701 Korean patients receiving DAPT with aspirin 100 mg/daily and clopidogrel 75 mg/daily after PCI were prospectively enrolled in the study. Patients were dichotomized into 5 groups according to RI: estimated glomerular filtration rate (eGFR)> 90 mL/min/1.73m2 (RI1), 60 - 89 mL/min/1.73m2 (RI2), 30 - 59 mL/min/1.73m2 (RI3), < 30 mL/min/1.73m2 (RI4), and undergoing dialysis (RI5). Major adverse clinical event (MACE) (cardiovascular death, myocardial infarction, stent thrombosis and stroke) were collected for 1 year. Platelet reactivity by VerifyNow? assay and eGFR were simultaneously assessed at 1 month after maintenance DAPT.
Patients with RI exhibited gradual significant increase of residual platelet reactivity during DAPT, dependent on eGFR deterioration [191± 72PRU (RI1) vs. 216± 78PRU (RI2) vs. 248± 80PRU (RI3) vs. 264±70PRU (RI4) vs. 317± 96PRU (RI5), p<0.001] being the highest in the dialyses group. Declined eGFR has been gradually associated with advancing age (OR=1.03, 95% CI=1.00-1.05; p=0.032), female gender (OR=1.7, 95% CI=1.1-2.5; p=0.01), diminished smoking rates (OR=0.6, 95% CI=0.37-1.00; p=0.05), hypertension (OR=1.8, 95% CI=1.3-2.5; p<0.001); diabetes (OR=1.5, 95% CI=1.1-2.1; p=0.007), and MACE (HR=13.9; CI=1.6-124.3;p=0.02 for RI4; and (HR=31.9; CI=2.9-351.9;p=0.005 for dialysis), but not for bleeding (p=0.143). MACE risks still remained significant for RI4 (p=0.027), and RI5 (0.002) by multivariate Cox hazard regression estimates.
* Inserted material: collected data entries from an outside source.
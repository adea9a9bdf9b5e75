use crate::text::TextRange;
use compact_str::CompactString;

/// Classification a lexer rule assigns to the lexemes it matches.
///
/// Implemented on a small copyable enum by the consumer of the lexer.
pub trait TokenKind: Copy + Eq + std::hash::Hash + std::fmt::Debug {
    /// Trivia is matched and measured like any other token but dropped
    /// from the token sequence (typically whitespace).
    fn is_trivia(self) -> bool {
        false
    }
}

/// A token produced by the lexer: its kind, the matched lexeme, and the
/// byte range the lexeme occupied in the source.
///
/// The range is what the downstream parsers use to turn a failure into a
/// line/column diagnostic, so it is carried on every token.
#[derive(Debug, Clone, PartialEq, Eq)]
pub struct Token<K: TokenKind> {
    pub kind: K,
    pub text: CompactString,
    pub range: TextRange,
}

impl<K: TokenKind> Token<K> {
    #[must_use]
    pub fn new(kind: K, text: impl Into<CompactString>, range: TextRange) -> Self {
        Self {
            kind,
            text: text.into(),
            range,
        }
    }

    /// Check if this token is trivia (whitespace etc.).
    #[inline]
    #[must_use]
    pub fn is_trivia(&self) -> bool {
        self.kind.is_trivia()
    }
}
RI is strongly associated with gradual elevation of residual platelet reactivity while on DAPT, enhanced MACE risks, but not bleeding events. These data should be confirmed in a large randomized outcome-driven trial, and may justify future maintenance phase DAPT regimen/dose adjustment in RI patients.